[Records drawn from a dataset]
####
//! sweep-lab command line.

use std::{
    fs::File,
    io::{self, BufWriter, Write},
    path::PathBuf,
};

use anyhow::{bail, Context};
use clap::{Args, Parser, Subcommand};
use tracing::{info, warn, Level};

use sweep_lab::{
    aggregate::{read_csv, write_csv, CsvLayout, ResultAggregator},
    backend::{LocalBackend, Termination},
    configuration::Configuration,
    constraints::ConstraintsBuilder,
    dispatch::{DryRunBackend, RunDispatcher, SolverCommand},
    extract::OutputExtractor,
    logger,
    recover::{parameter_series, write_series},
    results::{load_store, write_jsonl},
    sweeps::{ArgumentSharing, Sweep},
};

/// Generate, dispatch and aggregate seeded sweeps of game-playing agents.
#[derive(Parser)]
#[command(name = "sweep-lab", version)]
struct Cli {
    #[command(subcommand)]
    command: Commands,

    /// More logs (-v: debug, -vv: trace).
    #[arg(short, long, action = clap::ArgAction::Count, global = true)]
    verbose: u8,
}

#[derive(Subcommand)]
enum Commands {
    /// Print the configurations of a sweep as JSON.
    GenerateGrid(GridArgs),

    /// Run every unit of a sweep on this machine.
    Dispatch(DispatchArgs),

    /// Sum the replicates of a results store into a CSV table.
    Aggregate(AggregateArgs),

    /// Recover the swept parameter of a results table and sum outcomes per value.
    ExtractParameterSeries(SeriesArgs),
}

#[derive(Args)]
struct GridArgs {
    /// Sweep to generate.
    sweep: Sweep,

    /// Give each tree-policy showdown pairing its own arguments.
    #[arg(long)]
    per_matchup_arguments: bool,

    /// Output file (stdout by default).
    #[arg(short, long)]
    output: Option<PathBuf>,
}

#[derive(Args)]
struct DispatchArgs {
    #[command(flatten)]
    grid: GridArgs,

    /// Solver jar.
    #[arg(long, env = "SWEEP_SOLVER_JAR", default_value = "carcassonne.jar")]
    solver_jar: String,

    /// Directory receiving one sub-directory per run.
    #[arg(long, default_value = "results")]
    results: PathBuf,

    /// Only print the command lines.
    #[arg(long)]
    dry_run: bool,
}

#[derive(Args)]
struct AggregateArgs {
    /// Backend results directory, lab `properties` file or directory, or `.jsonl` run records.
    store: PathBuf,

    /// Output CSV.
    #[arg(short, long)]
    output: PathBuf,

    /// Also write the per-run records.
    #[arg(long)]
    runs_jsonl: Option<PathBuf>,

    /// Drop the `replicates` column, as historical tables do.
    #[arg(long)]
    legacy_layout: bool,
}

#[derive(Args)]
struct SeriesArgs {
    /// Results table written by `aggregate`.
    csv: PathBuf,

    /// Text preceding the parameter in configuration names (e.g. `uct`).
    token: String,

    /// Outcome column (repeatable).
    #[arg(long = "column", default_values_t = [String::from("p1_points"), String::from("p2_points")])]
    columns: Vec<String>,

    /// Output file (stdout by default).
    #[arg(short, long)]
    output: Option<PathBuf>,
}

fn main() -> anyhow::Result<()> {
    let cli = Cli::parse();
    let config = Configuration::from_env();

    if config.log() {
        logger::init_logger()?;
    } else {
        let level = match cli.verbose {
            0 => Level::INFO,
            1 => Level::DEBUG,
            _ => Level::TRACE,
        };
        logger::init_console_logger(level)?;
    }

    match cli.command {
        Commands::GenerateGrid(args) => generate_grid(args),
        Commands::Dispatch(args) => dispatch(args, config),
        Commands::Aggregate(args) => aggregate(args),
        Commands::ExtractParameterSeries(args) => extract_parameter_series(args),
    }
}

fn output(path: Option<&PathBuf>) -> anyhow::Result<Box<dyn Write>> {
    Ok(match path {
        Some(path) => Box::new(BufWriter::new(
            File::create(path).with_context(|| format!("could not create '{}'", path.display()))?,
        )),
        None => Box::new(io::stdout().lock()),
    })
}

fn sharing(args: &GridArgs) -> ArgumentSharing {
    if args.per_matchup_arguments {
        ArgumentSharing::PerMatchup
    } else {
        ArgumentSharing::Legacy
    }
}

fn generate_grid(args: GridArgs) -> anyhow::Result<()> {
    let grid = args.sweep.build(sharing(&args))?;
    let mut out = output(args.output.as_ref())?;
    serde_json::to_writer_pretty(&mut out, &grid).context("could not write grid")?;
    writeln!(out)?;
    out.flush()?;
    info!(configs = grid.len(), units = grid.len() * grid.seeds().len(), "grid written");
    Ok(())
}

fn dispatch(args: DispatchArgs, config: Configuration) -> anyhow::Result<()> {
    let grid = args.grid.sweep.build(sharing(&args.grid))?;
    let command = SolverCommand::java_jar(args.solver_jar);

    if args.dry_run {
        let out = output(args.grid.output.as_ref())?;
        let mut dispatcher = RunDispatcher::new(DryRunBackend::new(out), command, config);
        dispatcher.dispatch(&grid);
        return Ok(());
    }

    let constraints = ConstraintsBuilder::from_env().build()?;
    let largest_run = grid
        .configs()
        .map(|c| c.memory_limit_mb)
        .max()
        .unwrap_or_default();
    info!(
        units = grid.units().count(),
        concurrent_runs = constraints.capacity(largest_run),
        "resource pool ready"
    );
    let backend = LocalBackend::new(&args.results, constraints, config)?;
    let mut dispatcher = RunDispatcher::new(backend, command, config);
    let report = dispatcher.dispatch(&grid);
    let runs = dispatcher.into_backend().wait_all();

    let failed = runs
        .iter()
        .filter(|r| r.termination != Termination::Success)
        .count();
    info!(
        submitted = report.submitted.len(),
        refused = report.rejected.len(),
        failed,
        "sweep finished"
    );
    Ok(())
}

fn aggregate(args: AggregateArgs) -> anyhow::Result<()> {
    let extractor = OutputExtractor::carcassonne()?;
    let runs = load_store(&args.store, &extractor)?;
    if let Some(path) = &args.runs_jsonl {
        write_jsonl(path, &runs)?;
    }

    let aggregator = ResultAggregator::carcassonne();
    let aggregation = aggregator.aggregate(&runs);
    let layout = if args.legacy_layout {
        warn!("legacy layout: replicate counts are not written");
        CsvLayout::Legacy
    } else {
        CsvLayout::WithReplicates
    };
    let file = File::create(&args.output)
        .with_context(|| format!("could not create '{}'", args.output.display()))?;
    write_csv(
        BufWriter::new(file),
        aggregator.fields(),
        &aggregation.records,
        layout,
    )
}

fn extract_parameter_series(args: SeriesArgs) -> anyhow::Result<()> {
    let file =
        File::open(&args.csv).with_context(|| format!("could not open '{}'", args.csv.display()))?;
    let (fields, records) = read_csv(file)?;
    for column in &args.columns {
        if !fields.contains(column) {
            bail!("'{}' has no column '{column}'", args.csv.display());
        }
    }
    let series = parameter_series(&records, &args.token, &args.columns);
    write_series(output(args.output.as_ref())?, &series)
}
####
**YOUR OBJECTIVE:** Find every line in the records above that holds the word "Some", and copy each one.

**YOUR RESPONSE:**
        Some(path) => Box::new(BufWriter::new(
    if let Some(path) = &args.runs_jsonl {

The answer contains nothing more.